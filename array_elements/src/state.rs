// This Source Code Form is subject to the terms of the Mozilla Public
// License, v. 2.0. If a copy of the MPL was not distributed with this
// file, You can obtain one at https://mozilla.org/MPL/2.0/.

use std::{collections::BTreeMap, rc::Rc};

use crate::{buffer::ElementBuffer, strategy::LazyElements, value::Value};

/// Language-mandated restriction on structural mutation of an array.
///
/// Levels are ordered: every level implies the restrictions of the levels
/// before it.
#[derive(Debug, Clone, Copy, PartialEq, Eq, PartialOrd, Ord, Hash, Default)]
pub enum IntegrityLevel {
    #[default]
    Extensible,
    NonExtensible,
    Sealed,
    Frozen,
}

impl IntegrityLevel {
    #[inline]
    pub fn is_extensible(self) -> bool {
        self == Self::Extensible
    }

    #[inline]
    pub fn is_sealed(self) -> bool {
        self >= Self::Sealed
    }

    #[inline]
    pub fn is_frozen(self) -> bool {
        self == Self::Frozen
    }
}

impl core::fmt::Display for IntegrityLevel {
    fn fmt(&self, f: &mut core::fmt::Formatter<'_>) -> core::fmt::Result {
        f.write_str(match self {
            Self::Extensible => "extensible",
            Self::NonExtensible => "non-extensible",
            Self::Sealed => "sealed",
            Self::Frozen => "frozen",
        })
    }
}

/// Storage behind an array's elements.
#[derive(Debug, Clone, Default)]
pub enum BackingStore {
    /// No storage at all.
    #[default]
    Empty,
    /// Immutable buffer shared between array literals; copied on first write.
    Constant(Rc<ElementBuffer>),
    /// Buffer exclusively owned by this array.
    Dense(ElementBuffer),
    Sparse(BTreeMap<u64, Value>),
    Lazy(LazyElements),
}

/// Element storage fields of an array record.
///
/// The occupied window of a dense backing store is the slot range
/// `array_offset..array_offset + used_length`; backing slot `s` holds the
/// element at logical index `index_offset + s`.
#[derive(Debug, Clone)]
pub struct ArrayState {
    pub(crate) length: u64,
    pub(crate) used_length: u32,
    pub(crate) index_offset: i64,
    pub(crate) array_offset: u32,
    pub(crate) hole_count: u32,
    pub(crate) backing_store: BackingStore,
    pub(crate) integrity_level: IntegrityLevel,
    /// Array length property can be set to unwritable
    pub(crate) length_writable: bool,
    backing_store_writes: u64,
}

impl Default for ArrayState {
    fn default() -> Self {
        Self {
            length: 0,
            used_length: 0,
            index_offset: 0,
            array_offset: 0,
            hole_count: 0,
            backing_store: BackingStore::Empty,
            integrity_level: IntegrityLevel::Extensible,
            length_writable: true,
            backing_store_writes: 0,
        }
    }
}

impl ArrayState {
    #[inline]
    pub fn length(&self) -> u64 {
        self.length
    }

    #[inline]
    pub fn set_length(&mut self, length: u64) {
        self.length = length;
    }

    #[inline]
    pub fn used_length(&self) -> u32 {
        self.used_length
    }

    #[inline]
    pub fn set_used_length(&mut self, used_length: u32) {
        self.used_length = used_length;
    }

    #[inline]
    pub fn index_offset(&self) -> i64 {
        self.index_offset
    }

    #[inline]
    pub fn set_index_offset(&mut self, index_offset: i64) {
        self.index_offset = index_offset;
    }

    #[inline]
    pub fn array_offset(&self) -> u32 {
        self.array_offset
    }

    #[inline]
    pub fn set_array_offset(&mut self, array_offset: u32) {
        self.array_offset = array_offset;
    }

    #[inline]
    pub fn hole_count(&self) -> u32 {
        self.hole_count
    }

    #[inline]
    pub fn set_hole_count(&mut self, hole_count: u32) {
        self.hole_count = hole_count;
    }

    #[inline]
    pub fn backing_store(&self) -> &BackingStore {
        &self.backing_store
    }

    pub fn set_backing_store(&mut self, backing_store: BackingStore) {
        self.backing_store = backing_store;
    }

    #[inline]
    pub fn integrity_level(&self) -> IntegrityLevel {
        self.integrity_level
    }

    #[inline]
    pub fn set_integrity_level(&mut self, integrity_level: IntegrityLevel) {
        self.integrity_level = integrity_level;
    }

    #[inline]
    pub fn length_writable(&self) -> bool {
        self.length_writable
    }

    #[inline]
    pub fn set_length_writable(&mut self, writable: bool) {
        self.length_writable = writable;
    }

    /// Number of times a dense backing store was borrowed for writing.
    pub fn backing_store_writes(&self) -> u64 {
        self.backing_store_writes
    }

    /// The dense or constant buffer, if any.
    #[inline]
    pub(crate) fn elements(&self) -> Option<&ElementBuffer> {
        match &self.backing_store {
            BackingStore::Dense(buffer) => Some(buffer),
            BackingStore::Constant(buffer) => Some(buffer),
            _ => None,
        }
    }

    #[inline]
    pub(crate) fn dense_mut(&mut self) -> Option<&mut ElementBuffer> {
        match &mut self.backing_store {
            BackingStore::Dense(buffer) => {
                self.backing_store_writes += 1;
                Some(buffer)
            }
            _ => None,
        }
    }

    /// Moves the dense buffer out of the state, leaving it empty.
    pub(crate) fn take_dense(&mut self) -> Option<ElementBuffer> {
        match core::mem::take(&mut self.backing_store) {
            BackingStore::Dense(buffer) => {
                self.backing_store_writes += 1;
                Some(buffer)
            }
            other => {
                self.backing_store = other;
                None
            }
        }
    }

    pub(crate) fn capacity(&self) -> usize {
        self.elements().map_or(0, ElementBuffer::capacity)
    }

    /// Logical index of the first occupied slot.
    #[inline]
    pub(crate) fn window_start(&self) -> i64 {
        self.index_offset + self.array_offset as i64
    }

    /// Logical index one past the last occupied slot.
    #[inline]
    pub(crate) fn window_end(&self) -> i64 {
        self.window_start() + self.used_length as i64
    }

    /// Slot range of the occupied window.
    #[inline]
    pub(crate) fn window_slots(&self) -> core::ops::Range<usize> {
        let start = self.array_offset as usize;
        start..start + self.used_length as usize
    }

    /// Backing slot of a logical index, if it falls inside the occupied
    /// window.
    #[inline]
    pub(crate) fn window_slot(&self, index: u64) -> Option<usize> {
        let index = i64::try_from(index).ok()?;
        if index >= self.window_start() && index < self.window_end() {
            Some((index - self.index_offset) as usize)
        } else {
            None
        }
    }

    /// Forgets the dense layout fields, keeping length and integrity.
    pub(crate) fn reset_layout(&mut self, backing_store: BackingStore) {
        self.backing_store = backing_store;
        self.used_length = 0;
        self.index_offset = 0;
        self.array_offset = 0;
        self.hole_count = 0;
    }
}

WORK REQUIRED: Pick each line holding "ArrayState" out of the entries above and return it.

EXPECTED OUTPUT:
pub struct ArrayState {
impl Default for ArrayState {
impl ArrayState {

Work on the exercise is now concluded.